#### [Requirement]
Reproduce the lines of the listing exactly, beginning at the top, until the line with "const VOID_TAGS: &[&str]" has been reproduced too.

--- Exercise input Enclosed Below ---

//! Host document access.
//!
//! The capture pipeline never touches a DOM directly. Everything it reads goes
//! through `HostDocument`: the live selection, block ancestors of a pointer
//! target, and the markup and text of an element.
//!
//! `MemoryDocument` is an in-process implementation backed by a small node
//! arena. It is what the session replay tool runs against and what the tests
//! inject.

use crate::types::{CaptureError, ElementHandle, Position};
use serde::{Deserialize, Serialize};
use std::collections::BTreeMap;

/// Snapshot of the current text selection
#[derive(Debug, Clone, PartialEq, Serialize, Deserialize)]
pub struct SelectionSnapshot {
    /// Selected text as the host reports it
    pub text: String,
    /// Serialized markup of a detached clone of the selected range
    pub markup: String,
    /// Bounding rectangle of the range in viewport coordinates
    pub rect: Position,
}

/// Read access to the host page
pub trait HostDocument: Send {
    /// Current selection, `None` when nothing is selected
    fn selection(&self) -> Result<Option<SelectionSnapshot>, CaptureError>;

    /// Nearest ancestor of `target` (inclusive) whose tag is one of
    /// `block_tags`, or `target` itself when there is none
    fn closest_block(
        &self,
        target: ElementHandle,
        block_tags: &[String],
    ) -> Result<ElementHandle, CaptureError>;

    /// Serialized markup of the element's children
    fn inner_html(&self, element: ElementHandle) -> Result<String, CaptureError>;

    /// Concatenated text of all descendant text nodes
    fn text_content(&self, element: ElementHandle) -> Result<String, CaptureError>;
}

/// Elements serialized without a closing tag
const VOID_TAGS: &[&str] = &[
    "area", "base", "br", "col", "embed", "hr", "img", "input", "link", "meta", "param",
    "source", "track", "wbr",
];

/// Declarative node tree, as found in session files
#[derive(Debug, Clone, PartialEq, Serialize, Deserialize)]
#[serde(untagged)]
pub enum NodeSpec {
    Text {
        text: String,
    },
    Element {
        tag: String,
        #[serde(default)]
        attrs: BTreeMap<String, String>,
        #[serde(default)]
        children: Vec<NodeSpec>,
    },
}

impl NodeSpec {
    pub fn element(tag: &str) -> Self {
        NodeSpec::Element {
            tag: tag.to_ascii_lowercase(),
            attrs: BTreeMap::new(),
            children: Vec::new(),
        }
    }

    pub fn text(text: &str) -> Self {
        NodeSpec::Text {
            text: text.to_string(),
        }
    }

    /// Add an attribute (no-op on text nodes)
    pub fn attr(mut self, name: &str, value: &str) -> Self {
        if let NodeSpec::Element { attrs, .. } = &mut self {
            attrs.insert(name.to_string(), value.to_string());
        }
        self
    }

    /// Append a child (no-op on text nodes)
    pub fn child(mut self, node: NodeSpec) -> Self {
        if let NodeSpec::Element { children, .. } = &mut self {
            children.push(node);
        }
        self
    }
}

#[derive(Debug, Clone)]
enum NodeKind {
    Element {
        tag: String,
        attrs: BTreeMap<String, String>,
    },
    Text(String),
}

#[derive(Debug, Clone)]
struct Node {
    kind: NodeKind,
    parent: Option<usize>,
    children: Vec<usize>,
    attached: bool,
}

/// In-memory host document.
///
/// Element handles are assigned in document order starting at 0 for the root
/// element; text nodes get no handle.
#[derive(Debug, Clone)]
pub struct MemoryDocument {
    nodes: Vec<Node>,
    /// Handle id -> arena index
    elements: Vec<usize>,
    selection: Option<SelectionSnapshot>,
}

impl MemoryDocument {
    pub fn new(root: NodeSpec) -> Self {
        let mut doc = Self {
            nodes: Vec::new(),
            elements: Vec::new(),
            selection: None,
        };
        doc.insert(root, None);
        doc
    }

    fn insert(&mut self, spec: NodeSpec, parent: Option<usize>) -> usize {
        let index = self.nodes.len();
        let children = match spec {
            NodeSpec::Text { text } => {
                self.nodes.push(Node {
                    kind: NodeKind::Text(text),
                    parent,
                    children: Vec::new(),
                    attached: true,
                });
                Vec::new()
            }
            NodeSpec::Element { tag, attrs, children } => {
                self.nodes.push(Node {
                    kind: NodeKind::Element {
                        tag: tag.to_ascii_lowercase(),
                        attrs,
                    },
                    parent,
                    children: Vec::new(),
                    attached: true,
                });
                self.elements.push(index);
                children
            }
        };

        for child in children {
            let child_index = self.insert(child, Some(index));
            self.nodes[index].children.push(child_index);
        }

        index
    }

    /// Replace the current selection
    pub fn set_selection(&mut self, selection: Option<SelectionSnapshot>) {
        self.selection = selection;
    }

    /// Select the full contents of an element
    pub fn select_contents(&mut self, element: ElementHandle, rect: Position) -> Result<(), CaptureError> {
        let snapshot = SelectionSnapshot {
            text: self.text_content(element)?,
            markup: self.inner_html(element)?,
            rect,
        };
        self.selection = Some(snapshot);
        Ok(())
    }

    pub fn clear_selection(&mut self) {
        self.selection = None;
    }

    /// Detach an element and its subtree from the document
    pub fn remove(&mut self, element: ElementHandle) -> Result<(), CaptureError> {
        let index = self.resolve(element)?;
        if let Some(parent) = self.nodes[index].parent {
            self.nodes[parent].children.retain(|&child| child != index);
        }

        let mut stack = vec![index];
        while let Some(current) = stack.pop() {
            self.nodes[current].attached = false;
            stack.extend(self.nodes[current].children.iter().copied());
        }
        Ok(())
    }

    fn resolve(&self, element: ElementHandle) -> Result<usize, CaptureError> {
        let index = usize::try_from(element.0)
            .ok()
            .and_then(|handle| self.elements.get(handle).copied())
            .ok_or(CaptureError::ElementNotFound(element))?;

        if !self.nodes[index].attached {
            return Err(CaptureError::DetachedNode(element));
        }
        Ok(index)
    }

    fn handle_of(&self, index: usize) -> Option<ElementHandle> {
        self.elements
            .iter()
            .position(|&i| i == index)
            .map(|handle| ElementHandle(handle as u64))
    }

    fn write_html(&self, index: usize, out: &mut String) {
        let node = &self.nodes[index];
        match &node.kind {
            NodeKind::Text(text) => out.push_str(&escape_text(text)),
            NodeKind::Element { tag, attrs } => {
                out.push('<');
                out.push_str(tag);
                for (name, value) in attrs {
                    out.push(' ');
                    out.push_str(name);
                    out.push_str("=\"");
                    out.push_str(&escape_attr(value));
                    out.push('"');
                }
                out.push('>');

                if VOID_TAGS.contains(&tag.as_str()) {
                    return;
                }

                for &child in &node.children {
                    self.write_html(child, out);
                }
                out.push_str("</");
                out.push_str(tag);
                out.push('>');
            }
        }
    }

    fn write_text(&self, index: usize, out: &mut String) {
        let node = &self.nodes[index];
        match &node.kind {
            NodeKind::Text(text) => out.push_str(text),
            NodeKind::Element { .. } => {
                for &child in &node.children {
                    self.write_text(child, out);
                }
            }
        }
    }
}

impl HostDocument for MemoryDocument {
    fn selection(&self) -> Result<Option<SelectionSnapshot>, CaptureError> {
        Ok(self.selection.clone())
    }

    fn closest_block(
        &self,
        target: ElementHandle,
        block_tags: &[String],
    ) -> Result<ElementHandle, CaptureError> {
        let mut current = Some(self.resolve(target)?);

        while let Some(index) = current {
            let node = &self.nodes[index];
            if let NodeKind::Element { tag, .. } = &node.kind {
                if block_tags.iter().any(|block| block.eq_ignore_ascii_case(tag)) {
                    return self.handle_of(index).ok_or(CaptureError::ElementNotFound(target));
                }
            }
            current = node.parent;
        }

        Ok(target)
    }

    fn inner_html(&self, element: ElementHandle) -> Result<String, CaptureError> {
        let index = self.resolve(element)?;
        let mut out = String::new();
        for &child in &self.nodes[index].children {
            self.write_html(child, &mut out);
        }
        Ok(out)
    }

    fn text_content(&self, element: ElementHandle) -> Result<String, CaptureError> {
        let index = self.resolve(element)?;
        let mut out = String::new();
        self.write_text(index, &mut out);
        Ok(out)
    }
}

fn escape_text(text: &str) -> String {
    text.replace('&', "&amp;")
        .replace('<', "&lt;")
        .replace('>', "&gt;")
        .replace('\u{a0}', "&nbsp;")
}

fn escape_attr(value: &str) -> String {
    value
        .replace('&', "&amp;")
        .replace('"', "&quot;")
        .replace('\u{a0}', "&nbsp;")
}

--- End of Enclosed Exercise input ---

#### [Written response]
//! Host document access.
//!
//! The capture pipeline never touches a DOM directly. Everything it reads goes
//! through `HostDocument`: the live selection, block ancestors of a pointer
//! target, and the markup and text of an element.
//!
//! `MemoryDocument` is an in-process implementation backed by a small node
//! arena. It is what the session replay tool runs against and what the tests
//! inject.

use crate::types::{CaptureError, ElementHandle, Position};
use serde::{Deserialize, Serialize};
use std::collections::BTreeMap;

/// Snapshot of the current text selection
#[derive(Debug, Clone, PartialEq, Serialize, Deserialize)]
pub struct SelectionSnapshot {
    /// Selected text as the host reports it
    pub text: String,
    /// Serialized markup of a detached clone of the selected range
    pub markup: String,
    /// Bounding rectangle of the range in viewport coordinates
    pub rect: Position,
}

/// Read access to the host page
pub trait HostDocument: Send {
    /// Current selection, `None` when nothing is selected
    fn selection(&self) -> Result<Option<SelectionSnapshot>, CaptureError>;

    /// Nearest ancestor of `target` (inclusive) whose tag is one of
    /// `block_tags`, or `target` itself when there is none
    fn closest_block(
        &self,
        target: ElementHandle,
        block_tags: &[String],
    ) -> Result<ElementHandle, CaptureError>;

    /// Serialized markup of the element's children
    fn inner_html(&self, element: ElementHandle) -> Result<String, CaptureError>;

    /// Concatenated text of all descendant text nodes
    fn text_content(&self, element: ElementHandle) -> Result<String, CaptureError>;
}

/// Elements serialized without a closing tag
const VOID_TAGS: &[&str] = &[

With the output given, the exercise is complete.